After the stroke is identified as ischemic or hemorrhagic, tests are done to determine the cause. Patients are also evaluated for coexisting acute general disorders (eg, infection, dehydration, hypoxia, hyperglycemia, hypertension). Patients are asked about depression, which commonly occurs after stroke. A dysphagia team evaluates swallowing; sometimes a barium swallow study is necessary.

Treatment of Stroke

  • Stabilization

  • Reperfusion for some ischemic strokes

  • Supportive measures and treatment of complications

  • Strategies to prevent future strokes

  • Rehabilitation

Stabilization may need to precede complete evaluation. Comatose or obtunded patients (eg, Glasgow Coma Score 8) may require airway support. If increased intracranial pressure is suspected, intracranial pressure monitoring and measures to reduce cerebral edema may be necessary.

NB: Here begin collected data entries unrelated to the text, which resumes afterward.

use std::collections::{HashMap, HashSet};

use cascade_core::{Capabilities, EffectKind, Host, ItemId, MediaPlayer};

/// Audio clip whose remaining time is set by the test.
#[derive(Debug, Default)]
pub struct Clip {
    pub playing: bool,
    pub remaining: f32,
    pub plays: u32,
    pub pauses: u32,
}

impl MediaPlayer for Clip {
    fn play(&mut self) {
        self.playing = true;
        self.plays += 1;
    }

    fn pause(&mut self) {
        self.playing = false;
        self.pauses += 1;
    }

    fn stop(&mut self) {
        self.playing = false;
    }

    fn is_playing(&self) -> bool {
        self.playing
    }

    fn remaining_time(&self) -> f32 {
        self.remaining
    }
}

/// Host that records everything the engine tells it.
#[derive(Debug, Default)]
pub struct RecordingHost {
    pub capabilities: HashMap<ItemId, Capabilities>,
    pub interactable: HashMap<ItemId, bool>,
    pub effects: Vec<(ItemId, EffectKind, f32)>,
    pub clips: HashMap<ItemId, Clip>,
    pub buttons: HashSet<ItemId>,
    pub keys_down: HashSet<String>,
}

impl RecordingHost {
    pub fn last_effect(&self, item: ItemId, effect: EffectKind) -> Option<f32> {
        self.effects
            .iter()
            .rev()
            .find(|(id, kind, _)| *id == item && *kind == effect)
            .map(|(_, _, value)| *value)
    }
}

impl Host for RecordingHost {
    fn probe(&mut self, item: ItemId) -> Capabilities {
        self.capabilities.get(&item).copied().unwrap_or_default()
    }

    fn set_interactable(&mut self, item: ItemId, enabled: bool) {
        self.interactable.insert(item, enabled);
    }

    fn audio(&mut self, item: ItemId) -> Option<&mut dyn MediaPlayer> {
        self.clips
            .get_mut(&item)
            .map(|clip| clip as &mut dyn MediaPlayer)
    }

    fn button_interactable(&mut self, item: ItemId) -> bool {
        self.buttons.contains(&item)
    }

    fn key_down(&mut self, key: &str) -> bool {
        self.keys_down.contains(key)
    }

    fn apply_effect(&mut self, item: ItemId, effect: EffectKind, intensity: f32) {
        self.effects.push((item, effect, intensity));
    }
}
//! Error types for scene loading.

use std::path::PathBuf;
use thiserror::Error;

/// Result type for scene operations.
pub type Result<T> = std::result::Result<T, SceneError>;

/// Errors that can occur while loading or building a scene.
#[derive(Error, Debug)]
pub enum SceneError {
    /// The scene file could not be read.
    #[error("failed to read scene file {path:?}: {source}")]
    Io {
        path: PathBuf,
        #[source]
        source: std::io::Error,
    },

    /// The scene file is not valid TOML for the scene schema.
    #[error("failed to parse scene: {0}")]
    Parse(#[from] toml::de::Error),

    /// Default item values could not be encoded as a TOML table.
    #[error("failed to encode default item values: {0}")]
    Encode(#[from] toml::ser::Error),

    /// The merged profile and overrides of an item are not valid item values.
    #[error("invalid values for item {item}: {source}")]
    InvalidValues {
        item: String,
        #[source]
        source: toml::de::Error,
    },

    /// An item references a profile that is not declared.
    #[error("item {item} references unknown profile {profile}")]
    UnknownProfile { item: String, profile: String },

    /// A core root state references an item that is not declared.
    #[error("root {root} state {state} references unknown item {item}")]
    UnknownItem {
        root: String,
        state: String,
        item: String,
    },

    /// Two items share a name.
    #[error("duplicate item name: {0}")]
    DuplicateItem(String),
}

Specific acute treatments vary by type of stroke. They may include reperfusion (eg, IV thrombolysis, mechanical thrombectomy) for some ischemic strokes.

Clinical Calculators

Providing supportive care, correcting coexisting abnormalities (eg, fever, hypoxia, dehydration, hyperglycemia, sometimes hypertension), and preventing and treating complications are vital during the acute phase and convalescence (see table Strategies to Prevent and Treat Stroke Complications); these measures clearly improve clinical outcomes (1). During convalescence, measures to prevent aspiration, deep venous thrombosis, urinary tract infections, pressure ulcers, and undernutrition may be necessary. Passive exercises, particularly of paralyzed limbs, and breathing exercises are started early to prevent contractures, atelectasis, and pneumonia.

Table

After a stroke, most patients require rehabilitation (occupational and physical therapy) to maximize functional recovery. Some need additional therapies (eg, speech therapy, feeding restrictions). For rehabilitation, an interdisciplinary approach is best.

Depression after stroke may require antidepressants; many patients benefit from counseling.

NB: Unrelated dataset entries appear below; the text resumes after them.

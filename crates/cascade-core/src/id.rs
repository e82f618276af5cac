//! Item identity.

use serde::{Deserialize, Serialize};
use std::fmt;

/// A handle to an item in an [`ItemTree`](crate::tree::ItemTree).
///
/// Contains both a slot index and a generation counter so that stale handles
/// are detected after an item is despawned and the slot is reused.
#[derive(Clone, Copy, PartialEq, Eq, Hash, PartialOrd, Ord, Serialize, Deserialize)]
pub struct ItemId {
    pub(crate) idx: u32,
    pub(crate) generation: u32,
}

impl ItemId {
    /// Returns the raw slot index (for diagnostics only).
    #[inline]
    #[must_use]
    pub const fn index(self) -> u32 {
        self.idx
    }

    /// Returns the generation counter.
    #[inline]
    #[must_use]
    pub const fn generation(self) -> u32 {
        self.generation
    }
}

impl fmt::Debug for ItemId {
    fn fmt(&self, f: &mut fmt::Formatter<'_>) -> fmt::Result {
        write!(f, "ItemId({}@gen{})", self.idx, self.generation)
    }
}

impl fmt::Display for ItemId {
    fn fmt(&self, f: &mut fmt::Formatter<'_>) -> fmt::Result {
        write!(f, "{}v{}", self.idx, self.generation)
    }
}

Modifying risk factors through lifestyle changes (eg, stopping cigarette smoking) and medications (eg, for hypertension) can help delay or prevent subsequent strokes. Other stroke prevention strategies are chosen based on the patient's risk factors. For ischemic stroke prevention, strategies may include procedures (eg, carotid endarterectomy, stent placement), antiplatelet therapy, and anticoagulation.

Treatment reference

  1. 1. Powers WJ, Rabinstein AA, Ackerson T, et al:Guidelines for the early management of patients with acute ischemic stroke: 2019 update to the 2018 guidelines for the early management of acute ischemic stroke: A guideline for healthcare professionals from the American Heart Association/American Stroke Association. Stroke. 50 (12):3331–3332, 2019. doi: 10.1161/STROKEAHA.119.027708 Epub 2019 Oct 30.

Prognosis for Stroke

The sooner a stroke is treated, the less severe brain damage is likely to be and the better the chances for recovery.

Certain factors suggest a poor outcome. Strokes that impair consciousness or that affect a large part of the left side of the brain may be particularly grave.

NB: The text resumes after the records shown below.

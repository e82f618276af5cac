//! Item arena and hierarchy.
//!
//! Items live in slots addressed by generational [`ItemId`] handles. Despawned
//! slots are recycled through a free list; the generation counter makes old
//! handles fail every lookup instead of aliasing the new occupant.
//!
//! The tree keeps two views of the hierarchy:
//! - the scene mirror (`attach`/`detach`/`set_enabled`), which follows the
//!   host's object hierarchy exactly
//! - the cached adjacency (`parent`, `children`, census), which `refresh`
//!   derives from the scene mirror honoring `enabled`, `ignore_parent` and
//!   `ignore_childs`
//!
//! Only the cached view is used by activation and the scheduler. Any edit to
//! the scene mirror must be followed by a `refresh` of the touched items.

use tracing::{debug, warn};

use crate::chain;
use crate::events::{EventQueue, ItemEvent};
use crate::host::{Host, switch_media};
use crate::id::ItemId;
use crate::item::Item;
use crate::types::{ChainDirection, ItemKey, ItemState, MaterialMode};

#[derive(Debug)]
struct Slot {
    generation: u32,
    item: Option<Item>,
}

/// Arena of every item known to the engine.
#[derive(Debug)]
pub struct ItemTree {
    slots: Vec<Slot>,
    free_list: Vec<u32>,
    events: EventQueue,
    live: bool,
}

impl Default for ItemTree {
    fn default() -> Self {
        Self::new()
    }
}

impl ItemTree {
    pub fn new() -> Self {
        Self {
            slots: Vec::new(),
            free_list: Vec::new(),
            events: EventQueue::new(),
            live: true,
        }
    }

    /// Whether the host runs in live execution mode.
    pub fn is_live(&self) -> bool {
        self.live
    }

    pub fn set_live(&mut self, live: bool) {
        self.live = live;
    }

    // -- Allocation --

    /// Add an item to the arena as an unattached root.
    pub fn spawn(&mut self, mut item: Item) -> ItemId {
        item.scene_parent = None;
        item.scene_children.clear();

        let idx = if let Some(idx) = self.free_list.pop() {
            let slot = &mut self.slots[idx as usize];
            slot.item = Some(item);
            idx
        } else {
            let idx = self.slots.len() as u32;
            self.slots.push(Slot {
                generation: 0,
                item: Some(item),
            });
            idx
        };

        ItemId {
            idx,
            generation: self.slots[idx as usize].generation,
        }
    }

    /// Remove an item and its whole scene subtree.
    ///
    /// Returns every removed handle, root first. The caller is responsible for
    /// unregistering them from the scheduler and refreshing the old parent.
    pub fn despawn(&mut self, id: ItemId) -> Vec<ItemId> {
        if !self.is_alive(id) {
            warn!(item = %id, "despawn of a stale item handle");
            return Vec::new();
        }

        self.detach(id);

        let mut removed = Vec::new();
        let mut stack = vec![id];
        while let Some(current) = stack.pop() {
            let slot = &mut self.slots[current.idx as usize];
            if let Some(item) = slot.item.take() {
                stack.extend(item.scene_children.iter().rev().copied());
                slot.generation = slot.generation.wrapping_add(1);
                self.free_list.push(current.idx);
                removed.push(current);
            }
        }

        debug!(item = %id, count = removed.len(), "despawned subtree");
        removed
    }

    /// Returns whether the given handle refers to a live item.
    pub fn is_alive(&self, id: ItemId) -> bool {
        self.slots
            .get(id.idx as usize)
            .is_some_and(|slot| slot.generation == id.generation && slot.item.is_some())
    }

    pub fn get(&self, id: ItemId) -> Option<&Item> {
        self.slots
            .get(id.idx as usize)
            .filter(|slot| slot.generation == id.generation)
            .and_then(|slot| slot.item.as_ref())
    }

    pub fn get_mut(&mut self, id: ItemId) -> Option<&mut Item> {
        self.slots
            .get_mut(id.idx as usize)
            .filter(|slot| slot.generation == id.generation)
            .and_then(|slot| slot.item.as_mut())
    }

    pub fn len(&self) -> usize {
        self.slots.len() - self.free_list.len()
    }

    pub fn is_empty(&self) -> bool {
        self.len() == 0
    }

    /// Handles of every live item, in slot order.
    pub fn ids(&self) -> impl Iterator<Item = ItemId> + '_ {
        self.slots.iter().enumerate().filter_map(|(idx, slot)| {
            slot.item.as_ref().map(|_| ItemId {
                idx: idx as u32,
                generation: slot.generation,
            })
        })
    }

    /// Items without a scene parent.
    pub fn roots(&self) -> Vec<ItemId> {
        self.ids()
            .filter(|id| self.get(*id).is_some_and(|item| item.scene_parent.is_none()))
            .collect()
    }

    /// First live item with the given name.
    pub fn find(&self, name: &str) -> Option<ItemId> {
        self.ids()
            .find(|id| self.get(*id).is_some_and(|item| item.name == name))
    }

    // -- Scene mirror --

    /// Make `child` the last scene child of `parent`.
    ///
    /// Returns `false` (and changes nothing) when either handle is stale or
    /// the edit would create a cycle.
    pub fn attach(&mut self, child: ItemId, parent: ItemId) -> bool {
        if !self.is_alive(child) || !self.is_alive(parent) {
            warn!(item = %child, parent = %parent, "attach with a stale item handle");
            return false;
        }
        if self.is_scene_ancestor(child, parent) {
            warn!(item = %child, parent = %parent, "attach would create a cycle");
            return false;
        }

        self.detach(child);
        if let Some(item) = self.get_mut(child) {
            item.scene_parent = Some(parent);
        }
        if let Some(item) = self.get_mut(parent) {
            item.scene_children.push(child);
        }
        true
    }

    /// Remove `child` from its scene parent, making it a scene root.
    pub fn detach(&mut self, child: ItemId) {
        let Some(parent) = self.get(child).and_then(|item| item.scene_parent) else {
            return;
        };
        if let Some(item) = self.get_mut(parent) {
            item.scene_children.retain(|c| *c != child);
        }
        if let Some(item) = self.get_mut(child) {
            item.scene_parent = None;
        }
    }

    /// Toggle whether the item takes part in its parent's children.
    pub fn set_enabled(&mut self, id: ItemId, enabled: bool) {
        if let Some(item) = self.get_mut(id) {
            item.enabled = enabled;
        }
    }

    /// Whether `ancestor` is `id` or one of its scene ancestors.
    fn is_scene_ancestor(&self, ancestor: ItemId, id: ItemId) -> bool {
        let mut current = Some(id);
        let mut remaining = self.slots.len();
        while let Some(cur) = current {
            if cur == ancestor {
                return true;
            }
            if remaining == 0 {
                break;
            }
            remaining -= 1;
            current = self.get(cur).and_then(|item| item.scene_parent);
        }
        false
    }

    // -- Events --

    pub fn events(&self) -> &EventQueue {
        &self.events
    }

    pub fn events_mut(&mut self) -> &mut EventQueue {
        &mut self.events
    }

    pub fn drain_events(&mut self) -> impl Iterator<Item = ItemEvent> + '_ {
        self.events.drain()
    }

    // -- State --

    /// Parent whose census this item takes part in.
    fn census_parent(&self, id: ItemId) -> Option<ItemId> {
        let item = self.get(id)?;
        if item.values.loops != 0 || item.values.ignore_parent {
            return None;
        }
        let parent = item.parent?;
        let parent_item = self.get(parent)?;
        (!parent_item.values.ignore_childs).then_some(parent)
    }

    /// Write an item's state.
    ///
    /// Surfaces and media follow the new state first. Then the parent's census
    /// count for the old state is decremented, the state is assigned and
    /// observers are notified, and finally the census count for the new state
    /// is incremented. Writing the current state again is a no-op.
    pub fn set_state(&mut self, id: ItemId, state: ItemState, host: &mut dyn Host) {
        let Some(item) = self.get(id) else {
            warn!(item = %id, ?state, "state write on a stale item handle");
            return;
        };
        let old = item.state;
        if old == state {
            return;
        }

        apply_surface_state(id, item, state, host);

        let census_parent = self.census_parent(id);
        if let (Some(parent), Some(slot)) = (census_parent, old.census_slot()) {
            if let Some(parent) = self.get_mut(parent) {
                parent.child_counts[slot] = parent.child_counts[slot].saturating_sub(1);
            }
        }

        let Some(item) = self.get_mut(id) else {
            return;
        };
        item.state = state;
        debug!(item = %id, name = %item.name, from = ?old, to = ?state, "state change");

        let mut queued = None;
        if item.has_subscribers() {
            if let Some(event) = ItemEvent::for_state(state, id, &item.name) {
                item.observers.notify(&event);
                if item.queue_events {
                    queued = Some(event);
                }
            }
        }
        if let Some(event) = queued {
            self.events.push(event);
        }

        if let (Some(parent), Some(slot)) = (census_parent, state.census_slot()) {
            if let Some(parent) = self.get_mut(parent) {
                parent.child_counts[slot] += 1;
            }
        }
    }

    /// Delay an item waits before a transition towards `key`.
    ///
    /// Children of a parent in chain mode use the delay the parent's chain
    /// assigned them; everyone else uses their own configured delay.
    pub fn effective_delay(&self, id: ItemId, key: ItemKey) -> f32 {
        let Some(item) = self.get(id) else {
            return 0.0;
        };
        let chained = item
            .parent
            .and_then(|parent| self.get(parent))
            .is_some_and(|parent| parent.values.child_chain_mode);

        if chained {
            item.chain_delay[key]
        } else {
            item.values.delay[key]
        }
    }

    /// Change the chain ordering for one direction and recompute the delays.
    pub fn set_chain_direction(&mut self, id: ItemId, key: ItemKey, direction: ChainDirection) {
        let Some(item) = self.get_mut(id) else {
            return;
        };
        item.values.chain_direction[key] = direction;
        chain::update_item_delays_in_chain(self, id, key);
    }

    /// Change the material mode and re-resolve the material.
    pub fn set_material_mode(&mut self, id: ItemId, mode: MaterialMode, host: &mut dyn Host) {
        let live = self.live;
        let Some(item) = self.get_mut(id) else {
            return;
        };
        if item.values.material_mode == mode {
            return;
        }
        item.values.material_mode = mode;
        item.material = host.material(id, mode, live);
    }

    // -- Refresh --

    /// Rebuild the cached adjacency of an item and of every ancestor.
    ///
    /// Children are re-enumerated, numbered from 1 and re-linked, the census
    /// is recounted from their current states, chain delays are recomputed
    /// for both directions and host capabilities are probed again. The pass
    /// then continues with the scene parent, so the whole ancestor path ends
    /// up consistent. Calling it again without scene edits changes nothing.
    pub fn refresh(&mut self, id: ItemId, host: &mut dyn Host) {
        if !self.is_alive(id) {
            warn!(item = %id, "refresh of a stale item handle");
            return;
        }

        let mut current = Some(id);
        let mut remaining = self.slots.len();
        while let Some(cur) = current {
            if remaining == 0 || !self.is_alive(cur) {
                break;
            }
            remaining -= 1;

            self.refresh_children(cur);
            for key in ItemKey::BOTH {
                chain::update_item_delays_in_chain(self, cur, key);
            }
            self.resolve_capabilities(cur, host);
            current = self.refresh_parent_link(cur);
        }
    }

    /// Refresh every live item.
    pub fn refresh_all(&mut self, host: &mut dyn Host) {
        let ids: Vec<ItemId> = self.ids().collect();
        for id in ids {
            self.refresh(id, host);
        }
    }

    fn refresh_children(&mut self, id: ItemId) {
        let Some(item) = self.get(id) else {
            return;
        };
        let scene_children = item.scene_children.clone();
        let opaque = item.values.ignore_childs;

        let mut adopted = Vec::with_capacity(scene_children.len());
        let mut counts = [0u32; 4];
        let mut without_loops = 0;

        for child in scene_children {
            let Some(c) = self.get_mut(child) else {
                continue;
            };
            if opaque || !c.enabled || c.values.ignore_parent {
                c.parent = None;
                c.sibling_id = 1;
                continue;
            }

            adopted.push(child);
            c.sibling_id = adopted.len() as u32;
            c.parent = Some(id);

            if c.values.loops == 0 {
                without_loops += 1;
                if let Some(slot) = c.state.census_slot() {
                    counts[slot] += 1;
                }
            }
        }

        if let Some(item) = self.get_mut(id) {
            item.children = adopted;
            item.child_counts = counts;
            item.child_count_without_loops = without_loops;
        }
    }

    /// Returns the scene parent to continue the upward pass with.
    fn refresh_parent_link(&mut self, id: ItemId) -> Option<ItemId> {
        let item = self.get_mut(id)?;
        let scene_parent = item.scene_parent;
        if scene_parent.is_none() {
            item.parent = None;
            item.sibling_id = 1;
        }
        scene_parent.filter(|parent| self.is_alive(*parent))
    }

    fn resolve_capabilities(&mut self, id: ItemId, host: &mut dyn Host) {
        let live = self.live;
        let Some(item) = self.get_mut(id) else {
            return;
        };

        let capabilities = host.probe(id);
        item.material = host.material(id, item.values.material_mode, live);
        if capabilities.path {
            if let Some(path) = host.path(id) {
                path.refresh();
            }
        }
        item.capabilities = capabilities;
    }
}

/// Forward the surface state to the host collaborators the item opted into.
fn apply_surface_state(id: ItemId, item: &Item, state: ItemState, host: &mut dyn Host) {
    let enabled = state.surface_enabled();
    let caps = item.capabilities;
    let values = &item.values;

    if values.interactions && caps.interactable {
        host.set_interactable(id, enabled);
    }
    if values.block_raycasting && caps.raycast_target {
        host.set_raycast_target(id, enabled);
    }
    if values.sound_control && caps.audio {
        if let Some(player) = host.audio(id) {
            switch_media(player, state, values.sound_restart);
        }
    }
    if values.video_control && caps.video {
        if let Some(player) = host.video(id) {
            switch_media(player, state, values.video_restart);
        }
    }
}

Usually, the more quickly patients improve during the days after stroke, the more they will ultimately improve. Improvement commonly continues for 6 to 12 months after the stroke. In adults who have had an ischemic stroke, problems that remain after 12 months are likely to be permanent, but children continue to improve slowly for many months. Older people fare less well than younger people. For people who already have other serious disorders (eg, dementia), recovery is more limited. Of all the different causes of strokes, lacunar strokes have the best prognosis.

If a hemorrhagic stroke is not massive and intracranial hypertension is absent the outcome is likely to be better than that after an ischemic stroke with similar symptoms. Blood (in a hemorrhagic stroke) does not damage brain tissue as much as ischemia does.